WHAT YOU NEED TO DO - In the listing that follows, locate the line containing "pub use order::*;" and the line containing "use crate::error::OrderError;". Retype exactly those two lines and every line between them, and nothing more.

EXTRACTED INFORMATION -
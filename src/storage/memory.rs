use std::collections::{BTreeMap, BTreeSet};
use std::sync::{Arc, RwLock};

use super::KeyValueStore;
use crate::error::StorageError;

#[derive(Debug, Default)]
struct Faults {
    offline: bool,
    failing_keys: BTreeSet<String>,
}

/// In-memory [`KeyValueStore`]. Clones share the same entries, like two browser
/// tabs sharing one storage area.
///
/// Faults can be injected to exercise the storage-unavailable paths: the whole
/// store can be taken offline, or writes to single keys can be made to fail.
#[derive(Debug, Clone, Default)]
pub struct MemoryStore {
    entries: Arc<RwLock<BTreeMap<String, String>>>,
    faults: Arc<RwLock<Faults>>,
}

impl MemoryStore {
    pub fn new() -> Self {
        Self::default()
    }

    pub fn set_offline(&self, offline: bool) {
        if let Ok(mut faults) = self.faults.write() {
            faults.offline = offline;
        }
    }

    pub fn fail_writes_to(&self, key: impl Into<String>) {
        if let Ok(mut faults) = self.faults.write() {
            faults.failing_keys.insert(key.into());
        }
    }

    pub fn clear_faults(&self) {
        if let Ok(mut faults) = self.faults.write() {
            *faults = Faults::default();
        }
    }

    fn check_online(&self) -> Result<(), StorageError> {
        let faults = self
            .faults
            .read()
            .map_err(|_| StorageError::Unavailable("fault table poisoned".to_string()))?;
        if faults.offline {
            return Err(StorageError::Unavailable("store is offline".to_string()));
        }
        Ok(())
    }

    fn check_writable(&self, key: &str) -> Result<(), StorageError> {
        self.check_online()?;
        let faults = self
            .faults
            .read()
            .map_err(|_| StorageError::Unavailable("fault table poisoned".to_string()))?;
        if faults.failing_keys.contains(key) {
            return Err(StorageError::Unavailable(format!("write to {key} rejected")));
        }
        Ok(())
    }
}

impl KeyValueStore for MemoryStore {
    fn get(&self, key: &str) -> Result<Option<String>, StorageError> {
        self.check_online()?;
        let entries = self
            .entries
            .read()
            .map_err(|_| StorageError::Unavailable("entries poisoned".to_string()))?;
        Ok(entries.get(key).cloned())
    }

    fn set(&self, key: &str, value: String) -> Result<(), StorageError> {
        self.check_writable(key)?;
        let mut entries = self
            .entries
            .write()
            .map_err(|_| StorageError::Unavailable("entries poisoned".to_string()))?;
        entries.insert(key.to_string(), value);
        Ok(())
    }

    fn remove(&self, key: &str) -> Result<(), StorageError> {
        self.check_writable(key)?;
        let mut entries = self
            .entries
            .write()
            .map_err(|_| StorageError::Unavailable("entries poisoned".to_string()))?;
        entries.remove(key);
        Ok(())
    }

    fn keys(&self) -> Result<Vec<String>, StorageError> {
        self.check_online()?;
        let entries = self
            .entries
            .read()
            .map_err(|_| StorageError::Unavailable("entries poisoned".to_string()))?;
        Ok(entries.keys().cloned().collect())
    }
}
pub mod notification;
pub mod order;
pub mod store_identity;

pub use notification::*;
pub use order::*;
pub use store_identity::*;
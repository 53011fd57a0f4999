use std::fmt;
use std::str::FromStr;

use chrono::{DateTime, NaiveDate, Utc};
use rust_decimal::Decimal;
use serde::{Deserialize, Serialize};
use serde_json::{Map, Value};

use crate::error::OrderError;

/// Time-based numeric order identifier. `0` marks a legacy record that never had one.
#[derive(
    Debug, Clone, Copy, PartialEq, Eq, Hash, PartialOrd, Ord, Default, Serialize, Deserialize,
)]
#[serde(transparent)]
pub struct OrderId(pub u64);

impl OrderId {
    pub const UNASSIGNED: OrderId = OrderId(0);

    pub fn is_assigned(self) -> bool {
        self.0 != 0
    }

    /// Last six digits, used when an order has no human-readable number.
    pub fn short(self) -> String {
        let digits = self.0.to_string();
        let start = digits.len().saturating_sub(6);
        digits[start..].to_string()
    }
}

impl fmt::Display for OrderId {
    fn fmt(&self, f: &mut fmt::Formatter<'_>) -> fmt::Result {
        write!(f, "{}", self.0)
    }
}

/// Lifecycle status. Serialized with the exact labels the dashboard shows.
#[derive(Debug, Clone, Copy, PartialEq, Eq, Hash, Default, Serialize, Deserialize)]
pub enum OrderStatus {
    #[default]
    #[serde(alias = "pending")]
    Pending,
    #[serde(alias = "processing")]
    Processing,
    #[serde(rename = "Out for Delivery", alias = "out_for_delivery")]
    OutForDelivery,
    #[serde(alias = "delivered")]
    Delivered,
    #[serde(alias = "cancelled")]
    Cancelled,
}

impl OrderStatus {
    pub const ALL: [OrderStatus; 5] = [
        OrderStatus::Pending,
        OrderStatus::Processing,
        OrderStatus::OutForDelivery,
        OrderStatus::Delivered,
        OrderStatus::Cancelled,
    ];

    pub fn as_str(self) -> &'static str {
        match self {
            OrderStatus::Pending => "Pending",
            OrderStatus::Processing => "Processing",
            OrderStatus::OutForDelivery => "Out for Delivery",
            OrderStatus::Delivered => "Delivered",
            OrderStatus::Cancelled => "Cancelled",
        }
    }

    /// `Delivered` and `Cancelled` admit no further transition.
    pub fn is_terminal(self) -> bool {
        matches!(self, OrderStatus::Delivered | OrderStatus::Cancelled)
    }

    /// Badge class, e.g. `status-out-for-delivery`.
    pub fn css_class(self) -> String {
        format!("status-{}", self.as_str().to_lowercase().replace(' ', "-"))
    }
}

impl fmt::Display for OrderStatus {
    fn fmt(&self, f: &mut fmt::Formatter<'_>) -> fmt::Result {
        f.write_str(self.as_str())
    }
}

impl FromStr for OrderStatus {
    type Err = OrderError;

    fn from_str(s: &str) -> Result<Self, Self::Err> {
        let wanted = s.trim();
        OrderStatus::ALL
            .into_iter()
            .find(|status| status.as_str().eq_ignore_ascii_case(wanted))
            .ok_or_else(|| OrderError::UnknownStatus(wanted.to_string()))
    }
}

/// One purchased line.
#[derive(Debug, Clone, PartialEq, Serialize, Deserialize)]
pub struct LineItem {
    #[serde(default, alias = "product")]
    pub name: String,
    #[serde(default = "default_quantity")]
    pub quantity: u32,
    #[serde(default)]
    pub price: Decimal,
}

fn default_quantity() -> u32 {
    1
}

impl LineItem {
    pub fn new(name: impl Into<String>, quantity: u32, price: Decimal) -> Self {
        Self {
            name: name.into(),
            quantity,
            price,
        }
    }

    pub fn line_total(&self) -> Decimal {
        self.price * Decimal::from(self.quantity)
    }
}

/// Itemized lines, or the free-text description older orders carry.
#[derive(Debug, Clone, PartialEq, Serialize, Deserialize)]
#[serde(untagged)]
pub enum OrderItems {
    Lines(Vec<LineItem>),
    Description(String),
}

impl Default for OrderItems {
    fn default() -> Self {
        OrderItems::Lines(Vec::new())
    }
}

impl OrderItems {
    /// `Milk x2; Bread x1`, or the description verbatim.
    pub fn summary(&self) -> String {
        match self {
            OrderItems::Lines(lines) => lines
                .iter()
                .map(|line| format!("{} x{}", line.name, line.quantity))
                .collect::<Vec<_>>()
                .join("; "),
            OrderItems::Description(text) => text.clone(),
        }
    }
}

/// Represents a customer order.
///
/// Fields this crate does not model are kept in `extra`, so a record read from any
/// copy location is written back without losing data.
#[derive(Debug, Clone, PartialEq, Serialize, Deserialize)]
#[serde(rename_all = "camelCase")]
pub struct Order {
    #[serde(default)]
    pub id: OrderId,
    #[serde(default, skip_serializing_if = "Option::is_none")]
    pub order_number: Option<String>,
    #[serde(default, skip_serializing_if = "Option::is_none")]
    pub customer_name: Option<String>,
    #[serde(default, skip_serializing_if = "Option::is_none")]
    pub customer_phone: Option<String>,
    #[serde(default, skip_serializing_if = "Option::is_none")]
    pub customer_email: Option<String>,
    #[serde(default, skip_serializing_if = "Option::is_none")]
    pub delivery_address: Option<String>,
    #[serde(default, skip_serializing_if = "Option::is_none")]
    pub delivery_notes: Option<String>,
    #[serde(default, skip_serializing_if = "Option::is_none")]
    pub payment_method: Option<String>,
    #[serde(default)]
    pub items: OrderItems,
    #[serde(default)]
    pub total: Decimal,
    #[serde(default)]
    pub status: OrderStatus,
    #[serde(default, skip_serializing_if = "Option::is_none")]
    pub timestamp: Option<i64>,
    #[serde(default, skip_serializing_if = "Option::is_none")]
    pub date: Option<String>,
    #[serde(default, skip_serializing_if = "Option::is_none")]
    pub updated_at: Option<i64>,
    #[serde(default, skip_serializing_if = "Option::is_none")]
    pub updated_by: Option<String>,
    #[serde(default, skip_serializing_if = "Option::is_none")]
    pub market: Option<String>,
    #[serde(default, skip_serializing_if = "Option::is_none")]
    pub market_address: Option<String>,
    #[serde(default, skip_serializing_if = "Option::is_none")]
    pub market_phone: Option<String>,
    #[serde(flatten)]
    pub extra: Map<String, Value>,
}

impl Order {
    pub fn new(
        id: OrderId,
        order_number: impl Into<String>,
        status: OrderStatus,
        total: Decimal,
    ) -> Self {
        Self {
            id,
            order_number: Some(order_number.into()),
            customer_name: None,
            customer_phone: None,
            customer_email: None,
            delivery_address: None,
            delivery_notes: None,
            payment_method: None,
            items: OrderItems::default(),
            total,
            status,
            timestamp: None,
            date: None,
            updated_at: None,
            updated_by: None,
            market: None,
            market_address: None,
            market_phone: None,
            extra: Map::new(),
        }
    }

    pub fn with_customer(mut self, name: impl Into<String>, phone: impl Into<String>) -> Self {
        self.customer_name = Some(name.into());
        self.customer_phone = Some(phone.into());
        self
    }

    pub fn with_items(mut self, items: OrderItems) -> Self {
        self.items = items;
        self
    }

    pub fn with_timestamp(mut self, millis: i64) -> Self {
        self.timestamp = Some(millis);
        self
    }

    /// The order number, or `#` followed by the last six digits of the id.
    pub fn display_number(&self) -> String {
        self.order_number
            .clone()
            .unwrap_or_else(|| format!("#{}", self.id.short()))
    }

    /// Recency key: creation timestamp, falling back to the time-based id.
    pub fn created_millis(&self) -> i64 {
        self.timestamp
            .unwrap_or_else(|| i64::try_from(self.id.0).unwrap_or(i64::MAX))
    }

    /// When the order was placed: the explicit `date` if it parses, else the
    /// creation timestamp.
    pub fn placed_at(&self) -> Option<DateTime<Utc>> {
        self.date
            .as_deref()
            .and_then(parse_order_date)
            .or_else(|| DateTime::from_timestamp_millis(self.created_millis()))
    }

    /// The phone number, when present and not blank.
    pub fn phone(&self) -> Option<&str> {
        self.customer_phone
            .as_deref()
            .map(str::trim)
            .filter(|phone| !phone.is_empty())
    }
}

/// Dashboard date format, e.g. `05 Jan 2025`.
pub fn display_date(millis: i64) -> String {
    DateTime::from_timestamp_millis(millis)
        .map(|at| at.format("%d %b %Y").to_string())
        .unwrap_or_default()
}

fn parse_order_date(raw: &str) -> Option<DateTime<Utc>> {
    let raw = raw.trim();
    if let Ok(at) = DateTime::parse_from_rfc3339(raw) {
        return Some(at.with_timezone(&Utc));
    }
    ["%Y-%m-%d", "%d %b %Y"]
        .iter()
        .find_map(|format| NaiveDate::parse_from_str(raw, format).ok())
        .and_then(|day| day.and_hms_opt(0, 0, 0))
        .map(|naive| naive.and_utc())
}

SOLVED PROBLEM -
pub use order::*;
pub use store_identity::*;
repository 53011fd57a0f4999
use std::fmt;
use std::str::FromStr;

use chrono::{DateTime, NaiveDate, Utc};
use rust_decimal::Decimal;
use serde::{Deserialize, Serialize};
use serde_json::{Map, Value};

use crate::error::OrderError;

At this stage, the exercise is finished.